* [Your task]: Go through the data below. Pull out every line that has the word "DealerStore".

* [Information given]:
*****

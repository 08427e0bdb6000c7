//! Test-drive booking workflow.
//!
//! All operations take the resolved caller explicitly and return tagged
//! errors; mutations additionally return the cache events they produced so
//! the HTTP layer can fold them into the revalidation queue.

use chrono::{NaiveDate, NaiveTime};
use dealer_store::{BookingFilter, DealerStore};
use entities::{Booking, BookingStatus, Car};
use uuid::Uuid;

use crate::error::{ServerError, ServerResult};
use crate::middleware::auth::AuthenticatedUser;
use crate::services::revalidation::CacheEvent;

/// A booking create/cancel request, already parsed at the HTTP boundary.
#[derive(Debug, Clone)]
pub struct BookTestDrive {
    pub car_id: Uuid,
    pub booking_date: NaiveDate,
    pub start_time: String,
    pub end_time: String,
    pub notes: Option<String>,
}

fn parse_time(value: &str, field: &str) -> ServerResult<NaiveTime> {
    NaiveTime::parse_from_str(value, "%H:%M")
        .map_err(|_| ServerError::InvalidRequest(format!("Invalid {field}: expected HH:MM")))
}

/// Books a test drive for the caller.
///
/// The car must exist and be AVAILABLE. Slot uniqueness is enforced
/// atomically by the store; a losing concurrent request surfaces as
/// [`ServerError::SlotConflict`].
pub async fn book_test_drive<S: DealerStore>(
    store: &S,
    caller: &AuthenticatedUser,
    request: BookTestDrive,
) -> ServerResult<(Booking, Vec<CacheEvent>)> {
    let start = parse_time(&request.start_time, "start_time")?;
    let end = parse_time(&request.end_time, "end_time")?;
    if start >= end {
        return Err(ServerError::InvalidRequest(
            "start_time must be before end_time".to_string(),
        ));
    }

    let car = store
        .get_car(request.car_id)
        .await?
        .filter(Car::is_available)
        .ok_or_else(|| ServerError::NotFound("Car not available for test drive".to_string()))?;

    let mut booking = Booking::new(
        car.id,
        caller.id,
        request.booking_date,
        request.start_time,
        request.end_time,
    );
    booking.notes = request.notes;

    let booking = store.create_booking(booking).await?;

    tracing::info!(
        booking_id = %booking.id,
        car_id = %car.id,
        user_id = %caller.id,
        date = %booking.booking_date,
        "Test drive booked"
    );

    let events = vec![
        CacheEvent::CarBookingsChanged { car_id: car.id },
        CacheEvent::ReservationsChanged,
        CacheEvent::AdminBookingsChanged,
    ];
    Ok((booking, events))
}

/// Lists the caller's test drives, newest booking date first, each joined
/// with its car.
pub async fn list_user_test_drives<S: DealerStore>(
    store: &S,
    caller: &AuthenticatedUser,
) -> ServerResult<Vec<(Booking, Option<Car>)>> {
    let filter = BookingFilter {
        user_id: Some(caller.id),
        ..Default::default()
    };
    let bookings = store.list_bookings(filter).await?;

    let mut result = Vec::with_capacity(bookings.len());
    for booking in bookings {
        let car = store.get_car(booking.car_id).await?;
        result.push((booking, car));
    }
    Ok(result)
}

/// Cancels a test drive.
///
/// Permitted for the booking owner or an admin. Terminal bookings fail with
/// an explicit state-transition error and are never mutated.
pub async fn cancel_test_drive<S: DealerStore>(
    store: &S,
    caller: &AuthenticatedUser,
    booking_id: Uuid,
) -> ServerResult<(Booking, Vec<CacheEvent>)> {
    let booking = store
        .get_booking(booking_id)
        .await?
        .ok_or_else(|| ServerError::NotFound("Booking not found".to_string()))?;

    if booking.user_id != caller.id && !caller.is_admin() {
        return Err(ServerError::PermissionDenied(
            "Not allowed to cancel this booking".to_string(),
        ));
    }

    match booking.status {
        BookingStatus::Cancelled => {
            return Err(ServerError::InvalidStateTransition(
                "Booking is already cancelled".to_string(),
            ));
        }
        BookingStatus::Completed => {
            return Err(ServerError::InvalidStateTransition(
                "Completed booking cannot be cancelled".to_string(),
            ));
        }
        _ => {}
    }

    let booking = store
        .update_booking_status(booking_id, BookingStatus::Cancelled)
        .await?;

    tracing::info!(
        booking_id = %booking.id,
        cancelled_by = %caller.id,
        "Test drive cancelled"
    );

    let events = vec![
        CacheEvent::CarBookingsChanged { car_id: booking.car_id },
        CacheEvent::ReservationsChanged,
        CacheEvent::AdminBookingsChanged,
    ];
    Ok((booking, events))
}

/// Admin transition of a booking to any allowed status.
pub async fn update_booking_status<S: DealerStore>(
    store: &S,
    caller: &AuthenticatedUser,
    booking_id: Uuid,
    status: BookingStatus,
) -> ServerResult<(Booking, Vec<CacheEvent>)> {
    if !caller.is_admin() {
        return Err(ServerError::PermissionDenied(
            "Admin access required".to_string(),
        ));
    }
    if status == BookingStatus::Pending {
        return Err(ServerError::InvalidRequest(
            "Bookings cannot be moved back to PENDING".to_string(),
        ));
    }

    // Existence check first so an absent booking reads as 404, not 409.
    store
        .get_booking(booking_id)
        .await?
        .ok_or_else(|| ServerError::NotFound("Booking not found".to_string()))?;

    let booking = store.update_booking_status(booking_id, status).await?;

    tracing::info!(
        booking_id = %booking.id,
        status = ?booking.status,
        "Booking status updated"
    );

    let events = vec![
        CacheEvent::CarBookingsChanged { car_id: booking.car_id },
        CacheEvent::ReservationsChanged,
        CacheEvent::AdminBookingsChanged,
    ];
    Ok((booking, events))
}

*****

* [Solution]:
use dealer_store::{BookingFilter, DealerStore};
pub async fn book_test_drive<S: DealerStore>(
pub async fn list_user_test_drives<S: DealerStore>(
pub async fn cancel_test_drive<S: DealerStore>(
pub async fn update_booking_status<S: DealerStore>(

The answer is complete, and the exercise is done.